Wild Court

An international poetry journal based in the English Department of King’s College London

KCL student poets: Pietro Bordi, Sagal Farah, Nikita Biswal

 

Pietro Bordi

 

    Morning Sailing

 

Dawn comes, casts a light, disappears in overcast.
On your hand I count the seconds it reveals itself.
We climbed for this: brittle limestone and bright-green caper leaves gave way at last,
and with your chanting friends with sour breaths careening off in front of us, this shelf,
by the cliff, might do for a rock-strewn couch - ahead, the space below seems far too vast.

We sit as stars and squid-boats yield an equal yellow pallor:
they might have breached the strung-up sky to give us a much livelier time,
but Venus and the others hang in protest on the horoscope. We see the slow cerulean swat them out and cause such clamour,
mix with colour, fire, hatred, dissent — yet you know; you’ve watched (this botching of a colony), and not too moved by wartime
song, you prefer to watch a cool leaf blown across a pond. Then a soft breeze presses down and makes its staysail stammer.

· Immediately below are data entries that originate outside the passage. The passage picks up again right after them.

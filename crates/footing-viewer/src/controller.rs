//! Create/update/dispose dispatch for the active model.

use serde::{Deserialize, Serialize};

use footing_core::{
    CircularColumnParams, ComplexColumnParams, ModelKind, RectangleColumnParams, Result,
};
use footing_render_3d::{
    CircularColumns, ComplexColumn, GeometryGroup, RectangleColumn, Scene3D, ShapeFamily,
};

/// Current parameter records of all three families.
#[derive(Debug, Clone, PartialEq, Default, Serialize, Deserialize)]
#[serde(rename_all = "camelCase", default)]
pub struct ModelParameters {
    pub circular: CircularColumnParams,
    pub complex: ComplexColumnParams,
    pub rectangle: RectangleColumnParams,
}

impl ModelParameters {
    /// Run layout and planning for `kind` without touching any scene.
    pub fn preflight(&self, kind: ModelKind) -> Result<()> {
        match kind {
            ModelKind::CircularColumns => preflight::<CircularColumns>(&self.circular),
            ModelKind::ComplexColumn => preflight::<ComplexColumn>(&self.complex),
            ModelKind::RectangleColumn => preflight::<RectangleColumn>(&self.rectangle),
        }
    }

    fn build(&self, scene: &mut Scene3D, kind: ModelKind) -> Result<GeometryGroup> {
        match kind {
            ModelKind::CircularColumns => CircularColumns::build(scene, &self.circular),
            ModelKind::ComplexColumn => ComplexColumn::build(scene, &self.complex),
            ModelKind::RectangleColumn => RectangleColumn::build(scene, &self.rectangle),
        }
    }

    fn rebuild(&self, scene: &mut Scene3D, group: &mut GeometryGroup) -> Result<()> {
        match group.kind() {
            ModelKind::CircularColumns => CircularColumns::rebuild(scene, group, &self.circular),
            ModelKind::ComplexColumn => ComplexColumn::rebuild(scene, group, &self.complex),
            ModelKind::RectangleColumn => RectangleColumn::rebuild(scene, group, &self.rectangle),
        }
    }
}

fn preflight<F: ShapeFamily>(params: &F::Params) -> Result<()> {
    let layout = F::layout(params)?;
    F::plan(&layout, params).map(|_| ())
}

/// One change coming from the UI layer.
#[derive(Debug, Clone, PartialEq)]
pub enum ViewerEvent {
    SelectModel(ModelKind),
    SetCircular(CircularColumnParams),
    SetComplex(ComplexColumnParams),
    SetRectangle(RectangleColumnParams),
    Unmount,
}

/// Holds the selected model and its parameters, and owns the single live
/// geometry group while mounted.
#[derive(Debug, Default)]
pub struct ViewerController {
    selected: ModelKind,
    parameters: ModelParameters,
    active: Option<GeometryGroup>,
}

impl ViewerController {
    pub fn new(selected: ModelKind, parameters: ModelParameters) -> Self {
        Self {
            selected,
            parameters,
            active: None,
        }
    }

    pub fn selected(&self) -> ModelKind {
        self.selected
    }

    pub fn parameters(&self) -> &ModelParameters {
        &self.parameters
    }

    pub fn active_group(&self) -> Option<&GeometryGroup> {
        self.active.as_ref()
    }

    pub fn is_mounted(&self) -> bool {
        self.active.is_some()
    }

    /// Create geometry for the selected model. Re-mounting reconciles the
    /// existing group instead of creating a second one.
    pub fn mount(&mut self, scene: &mut Scene3D) -> Result<()> {
        match self.active.as_mut() {
            Some(group) => self.parameters.rebuild(scene, group),
            None => {
                let group = self.parameters.build(scene, self.selected)?;
                tracing::info!(model = %self.selected, group = %group.id(), "mounted viewer");
                self.active = Some(group);
                Ok(())
            }
        }
    }

    /// Release the active group, if any.
    pub fn unmount(&mut self, scene: &mut Scene3D) {
        if let Some(mut group) = self.active.take() {
            group.dispose(scene);
            tracing::info!(model = %self.selected, "unmounted viewer");
        }
    }

    /// Switch the active model.
    ///
    /// The new model's parameters are checked before anything is disposed,
    /// so a rejected switch leaves the current geometry in place.
    pub fn select_model(&mut self, scene: &mut Scene3D, kind: ModelKind) -> Result<()> {
        if kind == self.selected {
            return Ok(());
        }
        if self.active.is_none() {
            self.selected = kind;
            return Ok(());
        }

        if let Err(err) = self.parameters.preflight(kind) {
            tracing::warn!(from = %self.selected, to = %kind, error = %err, "model switch rejected");
            return Err(err);
        }

        let previous = self.selected;
        self.unmount(scene);
        self.selected = kind;
        let group = self.parameters.build(scene, kind)?;
        tracing::info!(from = %previous, to = %kind, group = %group.id(), "switched model");
        self.active = Some(group);
        Ok(())
    }

    pub fn set_circular_params(&mut self, scene: &mut Scene3D, params: CircularColumnParams) -> Result<()> {
        let next = ModelParameters {
            circular: params,
            ..self.parameters.clone()
        };
        self.commit(scene, ModelKind::CircularColumns, next)
    }

    pub fn set_complex_params(&mut self, scene: &mut Scene3D, params: ComplexColumnParams) -> Result<()> {
        let next = ModelParameters {
            complex: params,
            ..self.parameters.clone()
        };
        self.commit(scene, ModelKind::ComplexColumn, next)
    }

    pub fn set_rectangle_params(&mut self, scene: &mut Scene3D, params: RectangleColumnParams) -> Result<()> {
        let next = ModelParameters {
            rectangle: params,
            ..self.parameters.clone()
        };
        self.commit(scene, ModelKind::RectangleColumn, next)
    }

    /// Feed one UI change through the controller.
    pub fn handle(&mut self, scene: &mut Scene3D, event: ViewerEvent) -> Result<()> {
        match event {
            ViewerEvent::SelectModel(kind) => self.select_model(scene, kind),
            ViewerEvent::SetCircular(params) => self.set_circular_params(scene, params),
            ViewerEvent::SetComplex(params) => self.set_complex_params(scene, params),
            ViewerEvent::SetRectangle(params) => self.set_rectangle_params(scene, params),
            ViewerEvent::Unmount => {
                self.unmount(scene);
                Ok(())
            }
        }
    }

    /// Accept `next` if `changed` validates; update the live group in place
    /// when it belongs to that family. Rejected records leave both the
    /// stored parameters and the scene untouched.
    fn commit(&mut self, scene: &mut Scene3D, changed: ModelKind, next: ModelParameters) -> Result<()> {
        if let Err(err) = next.preflight(changed) {
            tracing::warn!(model = %changed, error = %err, "parameters rejected");
            return Err(err);
        }

        if let Some(group) = self.active.as_mut().filter(|g| g.kind() == changed) {
            next.rebuild(scene, group)?;
        }
        self.parameters = next;
        Ok(())
    }
}
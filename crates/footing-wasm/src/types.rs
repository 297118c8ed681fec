//! JavaScript-friendly views of the host scene.

use serde::{Deserialize, Serialize};

use footing_render_3d::{PrimitiveRole, Scene3D};

/// One renderable object, ready for upload into a JS engine.
#[derive(Debug, Clone, Serialize, Deserialize)]
#[serde(rename_all = "camelCase")]
pub struct MeshJs {
    pub id: u64,
    pub group: u64,
    pub name: String,
    pub role: PrimitiveRole,
    /// Flat `[x, y, z, ...]` in scene coordinates.
    pub positions: Vec<f32>,
    pub normals: Vec<f32>,
    pub indices: Vec<u32>,
    pub material: MaterialJs,
}

/// Surface parameters for a JS standard material.
#[derive(Debug, Clone, Serialize, Deserialize)]
#[serde(rename_all = "camelCase")]
pub struct MaterialJs {
    pub id: u64,
    pub name: String,
    /// `#RRGGBB`
    pub color: String,
    pub metallic: f32,
    pub roughness: f32,
    pub opacity: f32,
}

/// Every object in `scene`, in insertion order.
pub fn mesh_records(scene: &Scene3D) -> Vec<MeshJs> {
    scene
        .objects()
        .map(|(id, obj)| {
            let material = scene.material(obj.material);
            MeshJs {
                id: id.0,
                group: obj.group.0,
                name: obj.name.clone(),
                role: obj.role,
                positions: obj.mesh.flat_positions(),
                normals: obj.mesh.flat_normals(),
                indices: obj.mesh.indices.clone(),
                material: MaterialJs {
                    id: obj.material.0,
                    name: material.map(|m| m.name.clone()).unwrap_or_default(),
                    color: material.map(|m| m.color.to_hex()).unwrap_or_else(|| "#FFFFFF".to_string()),
                    metallic: material.map_or(0.0, |m| m.metallic),
                    roughness: material.map_or(1.0, |m| m.roughness),
                    opacity: material.map_or(1.0, |m| m.opacity),
                },
            }
        })
        .collect()
}
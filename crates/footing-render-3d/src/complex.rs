//! Two overlapping cuboids with posts along their perimeters.

use footing_core::{ComplexColumnParams, Cuboid, ModelKind, PostLayout, Result};
use footing_layout::compute_perimeter_layout;

use crate::geometry::Shape;
use crate::group::{check_post_count, GroupPlan, ShapeFamily};
use crate::slab::{slab_shape, Footprint};

/// Post rings of both cuboids. The two sets are independent.
#[derive(Debug, Clone, PartialEq)]
pub struct ComplexLayout {
    pub cuboid1: PostLayout,
    pub cuboid2: PostLayout,
}

impl ComplexLayout {
    pub fn len(&self) -> usize {
        self.cuboid1.len() + self.cuboid2.len()
    }

    pub fn is_empty(&self) -> bool {
        self.len() == 0
    }
}

/// Posts on the ring around a cuboid with these edge counts.
fn ring_size(cuboid: &Cuboid) -> usize {
    let (top, left) = (cuboid.posts_top as usize, cuboid.posts_left as usize);
    if top == 1 || left == 1 {
        top * left
    } else {
        2 * (top + left) - 4
    }
}

/// A complex column footing: slab, two cuboid bodies, two post rings.
pub struct ComplexColumn;

impl ComplexColumn {
    fn cuboid_center(params: &ComplexColumnParams, second: bool) -> (f64, f64) {
        if second {
            (params.cuboid2_offset_x, params.cuboid2_offset_z)
        } else {
            (0.0, 0.0)
        }
    }

    fn ring(params: &ComplexColumnParams, cuboid: &Cuboid, center: (f64, f64)) -> Result<PostLayout> {
        compute_perimeter_layout(
            cuboid.width,
            cuboid.depth,
            cuboid.posts_top,
            cuboid.posts_left,
            params.post_offset,
            params.post_elevation(cuboid),
            center,
        )
    }

    fn body(params: &ComplexColumnParams, cuboid: &Cuboid, (x, z): (f64, f64)) -> Shape {
        Shape::box_shape(cuboid.width, cuboid.height, cuboid.depth).translate_f64(
            x,
            params.concrete_thickness + cuboid.height / 2.0,
            z,
        )
    }
}

impl ShapeFamily for ComplexColumn {
    type Params = ComplexColumnParams;
    type Layout = ComplexLayout;

    const KIND: ModelKind = ModelKind::ComplexColumn;

    fn layout(params: &ComplexColumnParams) -> Result<ComplexLayout> {
        params.validate()?;
        Ok(ComplexLayout {
            cuboid1: Self::ring(params, &params.cuboid1, Self::cuboid_center(params, false))?,
            cuboid2: Self::ring(params, &params.cuboid2, Self::cuboid_center(params, true))?,
        })
    }

    fn plan(layout: &ComplexLayout, params: &ComplexColumnParams) -> Result<GroupPlan> {
        params.validate()?;
        check_post_count("cuboid1 posts", ring_size(&params.cuboid1), layout.cuboid1.len())?;
        check_post_count("cuboid2 posts", ring_size(&params.cuboid2), layout.cuboid2.len())?;

        let c1 = Self::cuboid_center(params, false);
        let c2 = Self::cuboid_center(params, true);
        let footprint = Footprint::around(c1.0, c1.1, params.cuboid1.width, params.cuboid1.depth)
            .union(&Footprint::around(c2.0, c2.1, params.cuboid2.width, params.cuboid2.depth));

        let slab = slab_shape(
            &footprint,
            &params.margins,
            params.concrete_thickness,
            params.is_finite_concrete,
        );
        let bodies = vec![
            Self::body(params, &params.cuboid1, c1),
            Self::body(params, &params.cuboid2, c2),
        ];
        let posts = layout
            .cuboid1
            .iter()
            .chain(layout.cuboid2.iter())
            .map(|p| Shape::cylinder(params.post_radius, params.post_height).translate_f64(p.x, p.y, p.z))
            .collect();

        Ok(GroupPlan { slab, bodies, posts })
    }
}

I love you, I might say, as plectrum crickets serenade.
But then there’d be a thought of what I might want
or of what you might want, when a brief rest might heal us both, like a tack to turn the wind, gently made
for us to breathe, softly made for the mast beneath, but here it comes, the dawn, at the door of a ripened skyline vault;
and I move to hold your hand, to count the light and see its breach — (five, six, seven, eight…).

 

    Sunrise in the Andes

 

in the style of Pablo Neruda

 

I never wrote a word for you, and my morning is due.
I watch it brimming behind the dusty landslides.
A crepuscular moment encodes blue dunes.

Here the moon wheels around but barely anything else moves.
A spurt of dust where the lizard resumes,
The black cross of a condor.

I have so little to add to the world,
      which comforts me.

She is on my mind when the silence admits me to my old chambers.
When the angry doorkeeper is soothed, I walk inside to see myself.

A marble arcade where I kissed her was nothing to me until now,
      when it is everything, like a key.

Dark woman; heavy eyes, heavy hair of mud-like sand. Your eyes filled me
 like a scared fitful wind.

Before you lay offerings and flambeaus, filigrees of gold, floors filled with diamonds.
You went to pick flowers alone in June, already the condors flew.

Dark woman; heavy eyes, heavy pearls that watch the tide.
I never wrote a word for you, and my morning is due.

 


 

Sagal Farah

 

    Time

 

we would have undone it.
if you had said what was on your mind, when it was on your mind
if you didn’t let time execute its crusade
if you had stopped relying on your poems to tell it
if you had become your poems
if you could,
turn back into spring,
not a complete bed of carnations, but maybe somewhat greener than last week.
we would have tried to stop the burning, we would have made you whole again
it would have been fine
if you had told us that you were forgetting
how to tell when the day has ended and begun
how to tell between the moon and the sun
we would have taught you, however long it took
into Notting Hill Carnival, into October’s whispered evenings, into Boxing Day
if you would have said the words, or word, or just let your eyes converse, it would have been enough
we would have melted you, from a lethargic sunset, into a bursting sunrise.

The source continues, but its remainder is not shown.